» **WHAT THE EXERCISE ASKS**
Each line of the entries, from the first to the line containing "let key = FormKey::new(FormKind::Profile, form_id);", is to be transcribed exactly as it stands; include no other lines.

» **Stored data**
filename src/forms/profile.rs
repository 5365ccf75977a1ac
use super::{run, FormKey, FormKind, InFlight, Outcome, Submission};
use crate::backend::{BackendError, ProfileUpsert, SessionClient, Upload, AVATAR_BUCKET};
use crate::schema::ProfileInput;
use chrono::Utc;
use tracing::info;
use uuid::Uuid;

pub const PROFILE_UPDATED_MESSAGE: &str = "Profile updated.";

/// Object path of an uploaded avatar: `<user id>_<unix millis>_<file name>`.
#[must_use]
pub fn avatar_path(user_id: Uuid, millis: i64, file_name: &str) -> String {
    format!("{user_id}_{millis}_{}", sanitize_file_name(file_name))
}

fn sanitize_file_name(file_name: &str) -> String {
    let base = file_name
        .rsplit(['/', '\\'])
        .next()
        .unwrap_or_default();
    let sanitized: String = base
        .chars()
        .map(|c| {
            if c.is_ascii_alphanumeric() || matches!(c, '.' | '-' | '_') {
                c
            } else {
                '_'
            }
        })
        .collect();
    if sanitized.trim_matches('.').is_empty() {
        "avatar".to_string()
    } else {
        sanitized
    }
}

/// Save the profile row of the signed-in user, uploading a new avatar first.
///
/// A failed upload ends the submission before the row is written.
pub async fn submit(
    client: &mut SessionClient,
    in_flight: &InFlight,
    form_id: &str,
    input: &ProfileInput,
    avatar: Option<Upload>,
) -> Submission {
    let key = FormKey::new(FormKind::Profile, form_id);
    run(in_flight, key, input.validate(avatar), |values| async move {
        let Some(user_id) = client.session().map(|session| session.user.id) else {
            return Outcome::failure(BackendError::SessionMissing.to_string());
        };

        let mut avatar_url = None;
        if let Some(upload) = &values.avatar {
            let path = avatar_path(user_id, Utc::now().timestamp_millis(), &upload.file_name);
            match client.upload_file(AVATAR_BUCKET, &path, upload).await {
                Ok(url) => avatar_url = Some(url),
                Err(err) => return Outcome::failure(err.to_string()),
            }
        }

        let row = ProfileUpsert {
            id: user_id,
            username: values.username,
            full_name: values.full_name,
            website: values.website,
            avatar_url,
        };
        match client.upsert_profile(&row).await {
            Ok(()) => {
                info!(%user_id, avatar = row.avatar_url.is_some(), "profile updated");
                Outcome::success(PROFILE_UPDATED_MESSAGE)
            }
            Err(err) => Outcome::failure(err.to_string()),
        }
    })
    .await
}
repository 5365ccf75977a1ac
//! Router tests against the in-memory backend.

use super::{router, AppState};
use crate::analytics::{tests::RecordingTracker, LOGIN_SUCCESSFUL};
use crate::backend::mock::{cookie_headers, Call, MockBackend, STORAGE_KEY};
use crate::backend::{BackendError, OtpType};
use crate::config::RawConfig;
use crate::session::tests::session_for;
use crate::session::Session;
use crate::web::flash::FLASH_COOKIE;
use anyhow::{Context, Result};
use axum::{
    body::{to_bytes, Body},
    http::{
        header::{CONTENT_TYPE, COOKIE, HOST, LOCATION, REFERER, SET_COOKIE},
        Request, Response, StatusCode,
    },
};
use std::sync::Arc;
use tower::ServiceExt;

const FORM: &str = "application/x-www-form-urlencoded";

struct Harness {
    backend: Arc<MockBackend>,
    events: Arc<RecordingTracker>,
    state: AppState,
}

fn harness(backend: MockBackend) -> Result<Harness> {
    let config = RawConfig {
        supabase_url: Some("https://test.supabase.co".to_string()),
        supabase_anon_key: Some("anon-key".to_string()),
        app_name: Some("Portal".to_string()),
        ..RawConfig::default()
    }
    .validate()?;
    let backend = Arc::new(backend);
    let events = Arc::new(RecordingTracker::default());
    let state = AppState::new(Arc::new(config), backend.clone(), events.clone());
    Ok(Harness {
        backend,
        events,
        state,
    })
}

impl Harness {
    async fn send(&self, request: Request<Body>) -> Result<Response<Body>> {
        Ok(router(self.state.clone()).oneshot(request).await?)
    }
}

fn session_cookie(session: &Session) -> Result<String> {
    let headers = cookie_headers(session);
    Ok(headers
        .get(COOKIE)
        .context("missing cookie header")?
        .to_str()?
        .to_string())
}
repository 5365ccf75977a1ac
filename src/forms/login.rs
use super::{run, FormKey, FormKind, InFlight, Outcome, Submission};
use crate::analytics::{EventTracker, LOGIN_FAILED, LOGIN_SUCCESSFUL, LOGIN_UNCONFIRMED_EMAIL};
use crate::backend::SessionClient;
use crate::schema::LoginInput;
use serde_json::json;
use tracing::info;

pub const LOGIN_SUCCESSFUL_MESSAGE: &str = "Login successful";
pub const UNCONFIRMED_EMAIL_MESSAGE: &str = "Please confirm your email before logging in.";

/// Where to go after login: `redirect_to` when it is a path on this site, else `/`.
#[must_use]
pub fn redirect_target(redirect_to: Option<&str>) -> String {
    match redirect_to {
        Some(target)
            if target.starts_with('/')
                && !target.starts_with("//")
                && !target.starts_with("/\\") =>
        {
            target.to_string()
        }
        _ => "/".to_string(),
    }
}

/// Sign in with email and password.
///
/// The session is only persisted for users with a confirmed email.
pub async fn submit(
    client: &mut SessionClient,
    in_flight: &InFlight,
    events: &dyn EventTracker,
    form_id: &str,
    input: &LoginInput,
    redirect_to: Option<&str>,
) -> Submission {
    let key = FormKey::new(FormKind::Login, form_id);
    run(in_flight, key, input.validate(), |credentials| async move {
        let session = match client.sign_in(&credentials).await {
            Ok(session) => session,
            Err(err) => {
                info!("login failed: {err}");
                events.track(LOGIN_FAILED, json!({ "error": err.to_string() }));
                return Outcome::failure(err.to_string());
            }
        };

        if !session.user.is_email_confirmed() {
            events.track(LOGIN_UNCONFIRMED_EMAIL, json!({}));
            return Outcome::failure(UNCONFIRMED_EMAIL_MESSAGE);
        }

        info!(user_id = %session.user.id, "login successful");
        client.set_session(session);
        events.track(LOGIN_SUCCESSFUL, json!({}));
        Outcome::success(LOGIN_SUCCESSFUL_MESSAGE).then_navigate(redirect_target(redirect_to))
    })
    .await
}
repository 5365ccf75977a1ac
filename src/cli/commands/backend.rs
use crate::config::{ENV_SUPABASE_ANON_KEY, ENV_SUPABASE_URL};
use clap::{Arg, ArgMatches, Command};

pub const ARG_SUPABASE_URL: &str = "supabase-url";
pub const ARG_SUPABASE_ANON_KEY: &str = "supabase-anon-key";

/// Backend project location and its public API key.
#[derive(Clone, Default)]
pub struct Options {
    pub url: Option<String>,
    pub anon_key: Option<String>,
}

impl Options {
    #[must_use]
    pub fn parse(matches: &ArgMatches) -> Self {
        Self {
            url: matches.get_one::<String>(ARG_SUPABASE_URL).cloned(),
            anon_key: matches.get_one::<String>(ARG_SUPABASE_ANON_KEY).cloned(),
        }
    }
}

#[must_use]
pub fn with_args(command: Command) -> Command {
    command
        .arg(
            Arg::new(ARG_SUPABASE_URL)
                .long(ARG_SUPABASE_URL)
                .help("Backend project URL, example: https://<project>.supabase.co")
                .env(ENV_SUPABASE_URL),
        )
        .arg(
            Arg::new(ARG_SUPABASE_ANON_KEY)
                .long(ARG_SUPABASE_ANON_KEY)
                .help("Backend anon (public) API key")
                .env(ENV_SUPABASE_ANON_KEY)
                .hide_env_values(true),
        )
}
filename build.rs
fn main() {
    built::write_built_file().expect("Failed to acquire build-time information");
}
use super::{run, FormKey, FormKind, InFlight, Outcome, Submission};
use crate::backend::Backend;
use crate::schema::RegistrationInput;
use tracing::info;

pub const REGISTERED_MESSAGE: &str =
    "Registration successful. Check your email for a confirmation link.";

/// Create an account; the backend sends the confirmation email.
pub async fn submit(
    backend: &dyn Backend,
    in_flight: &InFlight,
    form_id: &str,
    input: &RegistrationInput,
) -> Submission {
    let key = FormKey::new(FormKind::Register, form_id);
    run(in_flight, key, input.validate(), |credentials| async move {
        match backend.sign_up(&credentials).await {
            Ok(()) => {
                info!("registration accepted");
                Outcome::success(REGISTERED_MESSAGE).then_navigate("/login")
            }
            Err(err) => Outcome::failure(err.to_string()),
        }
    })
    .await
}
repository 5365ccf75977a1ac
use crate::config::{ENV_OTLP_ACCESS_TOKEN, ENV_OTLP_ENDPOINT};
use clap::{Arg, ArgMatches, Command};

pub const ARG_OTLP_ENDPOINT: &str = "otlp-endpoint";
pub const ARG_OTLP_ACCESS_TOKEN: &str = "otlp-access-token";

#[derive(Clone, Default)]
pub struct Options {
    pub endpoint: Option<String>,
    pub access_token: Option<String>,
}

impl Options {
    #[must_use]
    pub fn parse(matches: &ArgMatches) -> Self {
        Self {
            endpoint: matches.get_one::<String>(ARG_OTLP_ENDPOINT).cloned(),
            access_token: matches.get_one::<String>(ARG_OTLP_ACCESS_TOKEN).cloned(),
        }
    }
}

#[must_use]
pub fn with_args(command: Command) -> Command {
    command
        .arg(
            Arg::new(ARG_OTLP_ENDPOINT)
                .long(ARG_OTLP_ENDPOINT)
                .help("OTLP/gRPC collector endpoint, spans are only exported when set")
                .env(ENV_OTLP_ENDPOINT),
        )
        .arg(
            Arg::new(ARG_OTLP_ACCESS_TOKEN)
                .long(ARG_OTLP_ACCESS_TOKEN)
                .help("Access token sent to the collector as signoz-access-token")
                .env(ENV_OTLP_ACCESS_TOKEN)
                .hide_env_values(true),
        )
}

» **RESPONSE BOX**
filename src/forms/profile.rs
repository 5365ccf75977a1ac
use super::{run, FormKey, FormKind, InFlight, Outcome, Submission};
use crate::backend::{BackendError, ProfileUpsert, SessionClient, Upload, AVATAR_BUCKET};
use crate::schema::ProfileInput;
use chrono::Utc;
use tracing::info;
use uuid::Uuid;

pub const PROFILE_UPDATED_MESSAGE: &str = "Profile updated.";

/// Object path of an uploaded avatar: `<user id>_<unix millis>_<file name>`.
#[must_use]
pub fn avatar_path(user_id: Uuid, millis: i64, file_name: &str) -> String {
    format!("{user_id}_{millis}_{}", sanitize_file_name(file_name))
}

fn sanitize_file_name(file_name: &str) -> String {
    let base = file_name
        .rsplit(['/', '\\'])
        .next()
        .unwrap_or_default();
    let sanitized: String = base
        .chars()
        .map(|c| {
            if c.is_ascii_alphanumeric() || matches!(c, '.' | '-' | '_') {
                c
            } else {
                '_'
            }
        })
        .collect();
    if sanitized.trim_matches('.').is_empty() {
        "avatar".to_string()
    } else {
        sanitized
    }
}

/// Save the profile row of the signed-in user, uploading a new avatar first.
///
/// A failed upload ends the submission before the row is written.
pub async fn submit(
    client: &mut SessionClient,
    in_flight: &InFlight,
    form_id: &str,
    input: &ProfileInput,
    avatar: Option<Upload>,
) -> Submission {
    let key = FormKey::new(FormKind::Profile, form_id);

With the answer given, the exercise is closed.